▶ _Your objective_: Whenever a line below holds the word "that", count it; please give only the final number.
Dataset extract Start Marker
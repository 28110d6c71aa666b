//! HA state machine (spec 4.J), one instance per CSI assignment.

use serde::{Deserialize, Serialize};

#[derive(Debug, Clone, Copy, PartialEq, Eq, Serialize, Deserialize)]
pub enum HaState {
    Unknown,
    Active,
    Standby,
    Quiescing,
    Quiesced,
}

#[derive(Debug, Clone, Copy, PartialEq, Eq)]
pub enum CsiSetFlag {
    AddOne,
    TargetOne,
    TargetAll,
}

#[derive(Debug, Clone, Copy, PartialEq, Eq, Serialize, Deserialize)]
pub enum AssignmentOutcome {
    Pending,
    Confirmed,
    Failed,
}

/// One component's current role for one CSI.
#[derive(Debug, Clone, Copy, PartialEq, Eq, Serialize, Deserialize)]
pub struct CsiAssignment {
    pub ha_state: HaState,
    pub outcome: AssignmentOutcome,
}

impl CsiAssignment {
    pub fn new(ha_state: HaState) -> Self {
        Self { ha_state, outcome: AssignmentOutcome::Pending }
    }

    /// Reply from the component's `CSISetCallback` response.
    pub fn on_response(self, success: bool) -> Self {
        Self { outcome: if success { AssignmentOutcome::Confirmed } else { AssignmentOutcome::Failed }, ..self }
    }

    /// Advances toward `REMOVE` during a quiescing switchover:
    /// `ACTIVE -> QUIESCING` (wait for `CSIQuiescingComplete`) `->
    /// QUIESCED -> (removed)`.
    pub fn begin_quiescing(self) -> Self {
        Self { ha_state: HaState::Quiescing, outcome: AssignmentOutcome::Pending, ..self }
    }

    pub fn quiescing_complete(self) -> Self {
        Self { ha_state: HaState::Quiesced, outcome: AssignmentOutcome::Confirmed, ..self }
    }
}
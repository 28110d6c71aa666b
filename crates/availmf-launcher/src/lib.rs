//! Component launcher (spec 4.L): the only place OS `fork`/`exec`
//! occurs. Given a component and an operation, resolves the command,
//! builds argv/envp, runs it, and reports the outcome. On `CLEANUP`
//! the caller (the node event loop) multicasts a `clc_cleanup_completed`
//! event carrying `(comp_dn, exit_code)` so the presence state machine
//! reacts identically on every node; this crate only produces the
//! local result, it never multicasts.

mod exec;
mod resolve;

pub use exec::{execute, LaunchOutcome};
pub use resolve::{build_argv, build_envp, resolve_argv, ComponentCommands, LaunchOperation};
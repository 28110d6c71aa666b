//! Runs the three launcher hooks a completed [`availmf_amf::Effect`]
//! asks for, and turns the result back into a presence event where the
//! presence state machine expects one directly (spec 4.L step 6).
//!
//! `RunInstantiateHook` has no such direct reply: a real component only
//! reaches `Instantiated` by calling back in through the AMF API, which
//! arrives over IPC and is out of scope here (see the crate's module
//! doc comment), so that hook only ever resolves the component's
//! eventual `InstantiateTimeout`.

use availmf_amf::{AmfGraph, PresenceEvent};
use availmf_launcher::{build_envp, execute, resolve_argv, ComponentCommands, LaunchOperation, LaunchOutcome};
use availmf_types::Name;

fn commands_and_chain<'a>(graph: &'a AmfGraph, comp_name: &Name) -> Option<(ComponentCommands, Vec<Option<&'a str>>)> {
    let comp = graph.comps.get(comp_name)?;
    let commands = ComponentCommands {
        instantiate_cmd: comp.instantiate_cmd.clone(),
        terminate_cmd: comp.terminate_cmd.clone(),
        cleanup_cmd: comp.cleanup_cmd.clone(),
    };
    let app_clccli = graph
        .sus
        .get(&comp.su)
        .and_then(|su| graph.sgs.get(&su.sg))
        .and_then(|sg| graph.apps.get(&sg.app))
        .and_then(|app| app.clccli_path.as_deref());
    Some((commands, vec![comp.clccli_path.as_deref(), app_clccli]))
}

/// `(comp, su, sg, app)` names, for `SA_AMF_COMPONENT_NAME`.
fn dn_chain(graph: &AmfGraph, comp_name: &Name) -> Option<(String, String, String, String)> {
    let comp = graph.comps.get(comp_name)?;
    let su = graph.sus.get(&comp.su)?;
    let sg = graph.sgs.get(&su.sg)?;
    Some((comp.name.as_str().to_string(), su.name.as_str().to_string(), sg.name.as_str().to_string(), sg.app.as_str().to_string()))
}

/// Launches `op` for `comp_name` and waits for it to finish. Returns
/// `None` if the component is gone, or the operation has no command
/// configured (e.g. an optional `Terminate` callback).
pub async fn run_hook(graph: &AmfGraph, comp_name: &Name, op: LaunchOperation) -> Option<LaunchOutcome> {
    let (commands, chain) = commands_and_chain(graph, comp_name)?;
    let argv = resolve_argv(op, &commands, &chain)?;
    let (comp, su, sg, app) = dn_chain(graph, comp_name)?;
    let configured_env = &graph.comps.get(comp_name)?.env;
    let envp = build_envp(configured_env, &comp, &su, &sg, &app);
    Some(execute(&argv, &envp).await)
}

/// Maps a finished `Terminate` hook's outcome to the presence event the
/// kernel expects.
pub fn terminate_event(outcome: LaunchOutcome) -> PresenceEvent {
    if outcome.success() {
        PresenceEvent::TerminateCallbackSucceeded
    } else {
        PresenceEvent::TerminateCallbackFailed
    }
}

/// Maps a finished `Cleanup` hook's outcome to the presence event the
/// kernel expects, per the launcher's own `clc_cleanup_completed`
/// contract.
pub fn cleanup_event(outcome: LaunchOutcome) -> PresenceEvent {
    PresenceEvent::CleanupCompleted { exit_code: outcome.exit_code }
}
//! Integration tests driving the built binary end-to-end.

use assert_cmd::Command;
use predicates::prelude::*;
use tempfile::TempDir;

#[test]
fn init_writes_cluster_toml() {
    let dir = TempDir::new().unwrap();
    let cluster_dir = dir.path().join("cluster");

    Command::cargo_bin("availmf")
        .unwrap()
        .args(["init", cluster_dir.to_str().unwrap(), "--nodes", "3"])
        .assert()
        .success()
        .stdout(predicate::str::contains("node 0"));

    assert!(cluster_dir.join("cluster.toml").exists());
}

#[test]
fn init_twice_fails() {
    let dir = TempDir::new().unwrap();
    let cluster_dir = dir.path().join("cluster");

    Command::cargo_bin("availmf").unwrap().args(["init", cluster_dir.to_str().unwrap()]).assert().success();

    Command::cargo_bin("availmf")
        .unwrap()
        .args(["init", cluster_dir.to_str().unwrap()])
        .assert()
        .failure()
        .stderr(predicate::str::contains("already has"));
}

#[test]
fn status_reports_topology_for_a_valid_node() {
    let dir = TempDir::new().unwrap();
    let cluster_dir = dir.path().join("cluster");

    Command::cargo_bin("availmf").unwrap().args(["init", cluster_dir.to_str().unwrap(), "--nodes", "2"]).assert().success();

    Command::cargo_bin("availmf")
        .unwrap()
        .args(["status", cluster_dir.to_str().unwrap(), "--node", "0"])
        .assert()
        .success()
        .stdout(predicate::str::contains("node 0"));
}

#[test]
fn status_rejects_an_unknown_node() {
    let dir = TempDir::new().unwrap();
    let cluster_dir = dir.path().join("cluster");

    Command::cargo_bin("availmf").unwrap().args(["init", cluster_dir.to_str().unwrap(), "--nodes", "1"]).assert().success();

    Command::cargo_bin("availmf")
        .unwrap()
        .args(["status", cluster_dir.to_str().unwrap(), "--node", "9"])
        .assert()
        .failure();
}

#[test]
fn status_without_init_fails() {
    let dir = TempDir::new().unwrap();

    Command::cargo_bin("availmf").unwrap().args(["status", dir.path().to_str().unwrap(), "--node", "0"]).assert().failure();
}
//! Change trackers fired on create/destroy/key-change/reload.

use crate::object::ObjectHandle;

/// How far from the registered object a tracker fires.
#[derive(Debug, Clone, Copy, PartialEq, Eq)]
pub enum TrackDepth {
    /// Fires only for the exact object it was registered on.
    One,
    /// Fires for every descendant of the registered object too.
    Recursive,
}

/// Phase of a configuration reload notification.
#[derive(Debug, Clone, Copy, PartialEq, Eq)]
pub enum ReloadPhase {
    Start,
    End,
    Failed,
}

/// Receives change notifications for a subtree. Default methods are
/// no-ops so callers only implement the events they care about —
/// the spec's `key_change_fn`/`create_fn`/`destroy_fn`/`reload_fn`
/// quartet collapsed into one trait's methods.
pub trait ObjectTracker {
    fn on_create(&mut self, _target: ObjectHandle) {}
    fn on_destroy(&mut self, _target: ObjectHandle) {}
    fn on_key_change(&mut self, _target: ObjectHandle, _key_name: &str) {}
    fn on_reload(&mut self, _phase: ReloadPhase) {}
}

/// Opaque handle to a registered tracker.
#[derive(Debug, Clone, Copy, PartialEq, Eq, Hash, PartialOrd, Ord)]
pub struct TrackerHandle(pub(crate) u64);

pub(crate) struct TrackerEntry {
    pub handle: TrackerHandle,
    pub object: ObjectHandle,
    pub depth: TrackDepth,
    pub tracker: Box<dyn ObjectTracker>,
}
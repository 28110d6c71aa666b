//! Error report -> recovery action mapping and per-SU escalation
//! counters (spec 4.J/4.K).

use std::collections::HashMap;

use availmf_types::Name;
use serde::{Deserialize, Serialize};

#[derive(Debug, Clone, Copy, PartialEq, Eq, Serialize, Deserialize)]
pub enum RecommendedRecovery {
    NoRecommendation,
    ComponentRestart,
    ComponentFailover,
    NodeFailover,
    NodeFailfast,
    NodeSwitchover,
    ClusterReset,
    ApplicationRestart,
}

/// The concrete action the recovery orchestrator must carry out,
/// resolved from a [`RecommendedRecovery`] plus component configuration.
#[derive(Debug, Clone, Copy, PartialEq, Eq)]
pub enum RecoveryAction {
    RunComponentRestartPolicy,
    ComponentFailover,
    NodeFailover,
    NodeFailfast,
    /// Reserved recommendations the spec leaves unimplemented: log and
    /// do nothing further.
    Diagnostic,
}

/// Resolves `recommended` to a concrete action.
///
/// `NO_RECOMMENDATION` defers to the component's statically configured
/// `recovery_on_error`. The spec leaves unspecified what happens if
/// that configured fallback is itself `NO_RECOMMENDATION`; we treat it
/// as a configuration error and escalate to `ComponentFailover` rather
/// than silently falling through to a worse recovery, logging a
/// diagnostic so the operator can fix the catalog entry.
pub fn resolve(recommended: RecommendedRecovery, configured_fallback: RecommendedRecovery, disable_restart: bool) -> RecoveryAction {
    let effective = match recommended {
        RecommendedRecovery::NoRecommendation => {
            if configured_fallback == RecommendedRecovery::NoRecommendation {
                tracing::warn!("component's configured recovery_on_error is itself NO_RECOMMENDATION; escalating to component failover");
                RecommendedRecovery::ComponentFailover
            } else {
                configured_fallback
            }
        }
        other => other,
    };

    match effective {
        RecommendedRecovery::NoRecommendation => RecoveryAction::Diagnostic,
        RecommendedRecovery::ComponentRestart => {
            if disable_restart {
                RecoveryAction::ComponentFailover
            } else {
                RecoveryAction::RunComponentRestartPolicy
            }
        }
        RecommendedRecovery::ComponentFailover => RecoveryAction::ComponentFailover,
        RecommendedRecovery::NodeFailover => RecoveryAction::NodeFailover,
        RecommendedRecovery::NodeFailfast => RecoveryAction::NodeFailfast,
        RecommendedRecovery::NodeSwitchover | RecommendedRecovery::ClusterReset | RecommendedRecovery::ApplicationRestart => {
            RecoveryAction::Diagnostic
        }
    }
}

#[derive(Debug, Clone, Copy, Default)]
pub struct SuCounters {
    pub restart_count: u32,
    pub su_restart_count: u32,
    pub failover_count: u32,
    pub restart_window_start_ns: u64,
}

/// Next escalation step after a SU's restart counters exceed their
/// configured ceilings.
#[derive(Debug, Clone, Copy, PartialEq, Eq)]
pub enum EscalationStep {
    None,
    SuRestart,
    SuFailover,
    NodeFailover,
}

#[derive(Debug, Clone, Default)]
pub struct SuEscalation {
    pub per_su: HashMap<Name, SuCounters>,
}

impl SuEscalation {
    /// Records a component restart against `su` and returns the
    /// escalation step to take, if a ceiling was crossed: comp-restart
    /// -> SU-restart -> SU-failover -> node-failover.
    pub fn record_restart(&mut self, su: &Name, restart_max: u32, su_restart_max: u32, su_failover_max: u32) -> EscalationStep {
        let counters = self.per_su.entry(su.clone()).or_default();
        counters.restart_count += 1;
        if counters.restart_count <= restart_max {
            return EscalationStep::None;
        }
        counters.restart_count = 0;
        counters.su_restart_count += 1;
        if counters.su_restart_count <= su_restart_max {
            return EscalationStep::SuRestart;
        }
        counters.su_restart_count = 0;
        counters.failover_count += 1;
        if counters.failover_count <= su_failover_max {
            EscalationStep::SuFailover
        } else {
            EscalationStep::NodeFailover
        }
    }

    /// Resets counters on a decay tick (`restart_prob`/`su_restart_prob`
    /// windows elapsing without a further error).
    pub fn decay(&mut self, su: &Name) {
        self.per_su.remove(su);
    }
}

#[cfg(test)]
mod tests {
    use super::*;

    #[test]
    fn no_recommendation_defers_to_configured_fallback() {
        let action = resolve(RecommendedRecovery::NoRecommendation, RecommendedRecovery::ComponentFailover, false);
        assert_eq!(action, RecoveryAction::ComponentFailover);
    }

    #[test]
    fn no_recommendation_loop_escalates_to_failover() {
        let action = resolve(RecommendedRecovery::NoRecommendation, RecommendedRecovery::NoRecommendation, false);
        assert_eq!(action, RecoveryAction::ComponentFailover);
    }

    #[test]
    fn disable_restart_escalates_component_restart() {
        let action = resolve(RecommendedRecovery::ComponentRestart, RecommendedRecovery::NoRecommendation, true);
        assert_eq!(action, RecoveryAction::ComponentFailover);
    }

    #[test]
    fn reserved_recommendations_are_diagnostic_only() {
        assert_eq!(
            resolve(RecommendedRecovery::ClusterReset, RecommendedRecovery::NoRecommendation, false),
            RecoveryAction::Diagnostic
        );
    }

    #[test]
    fn escalation_climbs_restart_then_su_restart_then_failover_then_node() {
        let mut esc = SuEscalation::default();
        let su = Name::new("su1").unwrap();
        assert_eq!(esc.record_restart(&su, 1, 1, 1), EscalationStep::None);
        assert_eq!(esc.record_restart(&su, 1, 1, 1), EscalationStep::SuRestart);
        assert_eq!(esc.record_restart(&su, 1, 1, 1), EscalationStep::None);
        assert_eq!(esc.record_restart(&su, 1, 1, 1), EscalationStep::SuFailover);
        assert_eq!(esc.record_restart(&su, 1, 1, 1), EscalationStep::None);
        assert_eq!(esc.record_restart(&su, 1, 1, 1), EscalationStep::SuRestart);
        assert_eq!(esc.record_restart(&su, 1, 1, 1), EscalationStep::None);
        assert_eq!(esc.record_restart(&su, 1, 1, 1), EscalationStep::NodeFailover);
    }
}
Dataset extract End Marker
▶ _Task response_: 2